|

ALTERNATIVE
SANTÉ - L'Impatient: Vous venez d'écrire avec Barbara
Dobbs " La résilience, l'art de rebondir " (Jouvence
édition), un livre issu de nombreux témoignages.
Qu'entendez-vous par résilience ?
Rosette
Poletti : La résilience, c'est la capacité de rebondir.
Ce terme a longtemps été réservé au
domaine de la mécanique. Il désigne alors la capacité
qu'ont certains métaux à résister aux chocs
et à retrouver leurs caractéristiques initiales.
Depuis une vingtaine d'années, le mot est également
employé par les psychologues pour signifier la capacité
des êtres humains à résister à la destruction,
à se protéger de l'adversité et des situations
difficiles.
Comment
vous êtes-vous intéressée à ce phénomène
?
En
1986, j'ai lu un ouvrage du Dr Julius Segal, un auteur étasunien
qui développait le concept de résilience à
partir des témoignages des personnes ayant survécu
à la Shoa. Depuis, je cherche à repérer dans
la trajectoire de vie des gens que j'accompagne en thérapie,
ce qui les a amenés à rebondir.
Existe-t-il
un profil type des personnes résilientes ?
Les
personnes qui dès leur enfance ont reçu la certitude
d'être aimées par leurs parents et d'avoir une place
en ce monde ont des prédispositions indéniables.
Ce fut le cas de Boris Cyrulnik qui s'est échappé
du train qui l'emmenait en déportation alors qu'il avait
à peine 7 ans. L'estime de soi est le plus beau cadeau
que des parents puissent faire à un enfant. Mais il existe
plusieurs types de résilience. Ainsi pour les personnes
qui n'ont pas été dotées à leur naissance,
une rencontre déterminante peut les amener sur la voie
de la résilience.
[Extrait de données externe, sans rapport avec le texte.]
impl GraphBuilder {
    // ============================================================
    // Pass 1: namespaces
    // ============================================================

    /// Register every namespace record in both top-level indexes. A
    /// namespace is addressable both as a container and, from its parent's
    /// perspective, as a member.
    fn pass_namespaces(&mut self, records: &[RawRecord]) {
        for record in records {
            if record.kind() != "namespace" {
                continue;
            }
            let namespace = Container::Namespace {
                longname: record.longname().to_string(),
                name: record.name().to_string(),
                help: record.help().to_string(),
                memberof: record.memberof().map(str::to_string),
                meta: SourceMeta::from_record(record.meta.as_ref()),
                members: Default::default(),
                lists: MemberLists::default(),
            };
            self.add_container(namespace);
        }
        debug!("namespace pass: {} containers", self.containers.len());
    }

    // ============================================================
    // Pass 2: classes
    // ============================================================

    fn pass_classes(&mut self, records: &[RawRecord]) {
        for record in records {
            if record.kind() != "class" || record.is_inner() {
                continue;
            }
            let class = Container::Type {
                longname: record.longname().to_string(),
                name: record.name().to_string(),
                help: record.class_help().to_string(),
                memberof: record.memberof().map(str::to_string),
                meta: SourceMeta::from_record(record.meta.as_ref()),
                members: Default::default(),
                lists: MemberLists::default(),
                super_names: record.augments.clone().unwrap_or_default(),
                constructor_args: parse_args(record.params.as_deref()),
                is_enum: false,
                enum_element_types: Vec::new(),
            };
            self.add_container(class);
        }
        debug!("class pass: {} containers", self.containers.len());
    }

    // ============================================================
    // Pass 3: memberof linking
    // ============================================================

    /// Attach each container to its declared parent's member map under its
    /// short name. Parents that do not resolve are reported and skipped.
    fn pass_link_containers(&mut self) {
        for index in 0..self.containers.len() {
            let child = &self.containers[index];
            let Some(memberof) = child.memberof().map(str::to_string) else {
                continue;
            };
            let name = child.name().to_string();
            let child_id = ContainerId::new(index);

            let Some(&parent_id) = self.container_index.get(&memberof) else {
                warn!(
                    "member-of not found: '{}' is member of '{}'",
                    child.longname(),
                    memberof
                );
                continue;
            };

            self.containers[parent_id.index()]
                .members_mut()
                .entry(name)
                .or_insert(SymbolRef::Container(child_id));
        }
    }

    // ============================================================
    // Pass 4: member classification
    // ============================================================

    /// Classify every unfiltered record. A single record may produce both
    /// an enum-type side entry and a normal member entry.
    fn pass_members(&mut self, records: &[RawRecord]) {
        for record in records {
            if record.is_inner() || record.is_private() {
                continue;
            }

            self.build_enum_type(record);

            if !self.build_constant(record) {
                self.build_property(record);
            }

            self.build_method(record);
        }
        debug!("member pass: {} members", self.members.len());
    }

    /// A record flagged `isEnum` materializes a second, member-shaped Type
    /// entry marked as an enum, alongside any normal member entry the same
    /// record produces.
    fn build_enum_type(&mut self, record: &RawRecord) {
        if !record.is_enum() {
            return;
        }

        let enum_type = Container::Type {
            longname: record.longname().to_string(),
            name: record.name().to_string(),
            help: record.help().to_string(),
            memberof: record.memberof().map(str::to_string),
            meta: SourceMeta::from_record(record.meta.as_ref()),
            members: Default::default(),
            lists: MemberLists::default(),
            super_names: Vec::new(),
            constructor_args: Vec::new(),
            is_enum: true,
            enum_element_types: element_types(record),
        };
        let Some(id) = self.add_container(enum_type) else {
            return;
        };

        let Some(memberof) = record.memberof() else {
            return;
        };
        let Some(&parent_id) = self.container_index.get(memberof) else {
            warn!(
                "member-of not found: enum '{}' is member of '{}'",
                record.longname(),
                memberof
            );
            return;
        };
        self.containers[parent_id.index()]
            .members_mut()
            .entry(record.name().to_string())
            .or_insert(SymbolRef::Container(id));
    }

    /// Returns true when the record was classified as a constant, whether
    /// or not it could be attached.
    ///
    /// A `kind == "member"` record with static scope and an all-uppercase
    /// name is promoted to a constant even without an explicit "constant"
    /// kind. Real-world dumps rely on this.
    fn build_constant(&mut self, record: &RawRecord) -> bool {
        let kind = record.kind();
        let name = record.name();

        let mut is_constant = kind == "constant";
        if !is_constant
            && record.is_static_scope()
            && kind == "member"
            && !name.is_empty()
            && name.to_uppercase() == name
        {
            is_constant = true;
        }
        if !is_constant {
            return false;
        }

        let Some(container_id) = self.resolve_memberof(record) else {
            return true;
        };

        let explicit_type = record.type_names().is_some();
        let constant = Member::Constant {
            name: name.to_string(),
            help: record.help().to_string(),
            types: element_types(record),
            is_static: record.is_static_scope(),
            default_value: record.defaultvalue.clone(),
            owner: Some(container_id),
            meta: SourceMeta::from_record(record.meta.as_ref()),
        };
        if let Some(member_id) = self.attach_member(container_id, constant) {
            if !explicit_type {
                self.untyped_constants.push(member_id);
            }
        }
        true
    }

    fn build_property(&mut self, record: &RawRecord) {
        if record.memberof().is_none() {
            return;
        }
        if record.kind() != "member" || record.params.is_some() {
            return;
        }

        let Some(container_id) = self.resolve_memberof(record) else {
            return;
        };

        let property = Member::Property {
            name: record.name().to_string(),
            help: record.help().to_string(),
            types: element_types(record),
            is_static: record.is_static_scope(),
            default_value: record.defaultvalue.clone(),
            read_only: record.readonly.unwrap_or(false),
            owner: Some(container_id),
            meta: SourceMeta::from_record(record.meta.as_ref()),
        };
        self.attach_member(container_id, property);
    }

    fn build_method(&mut self, record: &RawRecord) {
        if record.kind() != "function" {
            return;
        }

        // First returns entry only. An entry lacking a structured type
        // falls back to its free-text description as the sole return type.
        let (return_types, return_help) = match record.returns.as_ref().and_then(|r| r.first()) {
            Some(ret) => {
                let types = match &ret.type_info {
                    Some(info) => info.names.clone(),
                    None => vec![ret.description.clone().unwrap_or_default()],
                };
                (types, ret.description.clone().unwrap_or_default())
            }
            None => (Vec::new(), String::new()),
        };

        let args = parse_args(record.params.as_deref());
        let mut args_by_name = FxHashMap::default();
        for (position, arg) in args.iter().enumerate() {
            // duplicate names collapse, last write wins
            args_by_name.insert(arg.name.clone(), position);
        }

        let Some(container_id) = self.resolve_memberof(record) else {
            return;
        };

        // A method attached to a namespace is necessarily static.
        let is_static =
            record.is_static_scope() || !self.containers[container_id.index()].is_type();

        let method = Member::Method {
            name: record.name().to_string(),
            help: record.help().to_string(),
            is_static,
            args,
            args_by_name,
            return_types,
            return_help,
            owner: Some(container_id),
            meta: SourceMeta::from_record(record.meta.as_ref()),
        };
        self.attach_member(container_id, method);
    }

    // ============================================================
    // Pass 5: missing-type fallback for enum constants
    // ============================================================

    /// A constant with no explicit `type.names` declared on an enum Type
    /// takes the enum's element types instead of the `Object` sentinel.
    fn pass_enum_constant_types(&mut self) {
        for &member_id in &self.untyped_constants {
            let Some(owner) = self.members[member_id.index()].owner() else {
                continue;
            };
            if !self.containers[owner.index()].is_enum() {
                continue;
            }
            let element_types = self.containers[owner.index()].enum_element_types().to_vec();
            if let Member::Constant { types, .. } = &mut self.members[member_id.index()] {
                trace!(
                    "enum constant '{}' takes element types {:?}",
                    self.containers[owner.index()].longname(),
                    element_types
                );
                *types = element_types;
            }
        }
    }

    // ============================================================
    // Pass 6: finalize per-container derived lists
    // ============================================================

    /// Materialize stable per-kind member lists, sorted by member name.
    /// Idempotent: recomputed from the member map, no cross-container
    /// effects.
    fn pass_finalize(&mut self) {
        for index in 0..self.containers.len() {
            let mut lists = MemberLists::default();
            for symbol in self.containers[index].members().values() {
                if let SymbolRef::Member(member_id) = symbol {
                    match &self.members[member_id.index()] {
                        Member::Constant { .. } => lists.constants.push(*member_id),
                        Member::Property { .. } => lists.properties.push(*member_id),
                        Member::Method { .. } => lists.methods.push(*member_id),
                    }
                }
            }
            let by_name =
                |a: &MemberId, b: &MemberId| {
                    self.members[a.index()].name().cmp(self.members[b.index()].name())
                };
            lists.constants.sort_by(by_name);
            lists.properties.sort_by(by_name);
            lists.methods.sort_by(by_name);
            self.containers[index].set_lists(lists);
        }
    }

    // ============================================================
    // Shared plumbing
    // ============================================================

    /// Register a container in both top-level indexes, first writer wins.
    fn add_container(&mut self, container: Container) -> Option<ContainerId> {
        let longname = container.longname().to_string();
        if self.container_index.contains_key(&longname) {
            trace!("container '{longname}' already registered, keeping first");
            return None;
        }
        let id = ContainerId::new(self.containers.len());
        self.containers.push(container);
        self.container_index.insert(longname.clone(), id);
        self.member_index.insert(longname, SymbolRef::Container(id));
        Some(id)
    }

    /// Resolve a record's `memberof` to a known container. A dangling
    /// reference is reported and the record dropped.
    fn resolve_memberof(&self, record: &RawRecord) -> Option<ContainerId> {
        let memberof = record.memberof()?;
        match self.container_index.get(memberof) {
            Some(&id) => Some(id),
            None => {
                warn!(
                    "member-of not found: '{}' is member of '{}'",
                    record.name(),
                    memberof
                );
                None
            }
        }
    }

    /// Attach a member to its declaring container's map and register it in
    /// the global index under `containerLongname + "." + shortName`. First
    /// writer wins; a name the container already holds is left untouched.
    fn attach_member(&mut self, container_id: ContainerId, member: Member) -> Option<MemberId> {
        let name = member.name().to_string();
        let container = &self.containers[container_id.index()];
        if container.members().contains_key(&name) {
            trace!(
                "member '{}.{}' already declared, keeping first",
                container.longname(),
                name
            );
            return None;
        }
        let fq_name = format!("{}.{}", container.longname(), name);

        let id = MemberId::new(self.members.len());
        self.members.push(member);
        self.containers[container_id.index()]
            .members_mut()
            .insert(name, SymbolRef::Member(id));
        self.member_index.insert(fq_name, SymbolRef::Member(id));
        Some(id)
    }

    fn into_model(self) -> DocModel {
        DocModel::new(
            self.containers,
            self.members,
            self.container_index,
            self.member_index,
        )
    }
}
Qu'il s'agisse d'un instituteur, d'un
voisin, d'un prêtre, d'un conjoint
Du moment que cette
personne leur témoigne une acceptation inconditionnelle
et leur transmette la certitude qu'elles valent quelque chose
(Lire à ce propos le témoignage bouleversant de
Tim Guernard " Au-delà de la haine " aux éditions
J'ai lu, 1999).
Les
facteurs de résilience varient sensiblement d'un auteur
à l'autre. Lesquels vous semblent essentiels ?
J'en
retiendrais essentiellement cinq.
1. La capacité de communiquer qui permet de se raconter,
de dire ce dont on a envie, de demander de l'aide, d'avoir de
l'humour.
2. La volonté de maîtriser son destin, de refuser
d'être une éternelle victime, de prendre des initiatives
: " On n'est pas responsable de ce qu'on nous a fait, mais
on est responsable de ce qu'on fait de ce qu'on nous a fait. "
Ce sont les mots de Maïté Graspanier. Torturée
par les nazis alors qu'elle était promise à un avenir
de grande pianiste, elle est devenue professeur de philosophie.
3. Le refus du sentiment de "coupabilité " :
trop de personnes estiment qu'elles ont sans doute mérité
leur malheur.
4. Les convictions : autrement dit croire en quelque chose, que
ce soit en sa famille, en Dieu, en un système philosophique
Toute chose qui donne du sens à la vie y compris dans les
situations les plus abominables.
5. La compassion : selon l'écrivain Elie Wiesel, le meilleur
moyen de surmonter un désespoir est d'aider les autres
à surmonter le leur. Stefan Vanistendael et Jorge Lecomte
(Lire leur livre : " Le bonheur est toujours possible ",
aux éditions Bayard, 2000.) qui ont suivi la trajectoire
d'enfants de la rue en Amérique du Sud, observent que ceux
qui doivent protéger un petit frère ou une petite
sur s'en sortent mieux que les autres.
En
quoi ce concept de résilience peut-il être utile
aux personnes qui entourent un enfant en difficulté ?
Je
pense aux enseignants, aux psychologues, aux travailleurs sociaux,
aux professionnels de la santé
Le comportement de résilience, on vient de le voir, est
fait de compétences particulières, d'attitudes identifiables.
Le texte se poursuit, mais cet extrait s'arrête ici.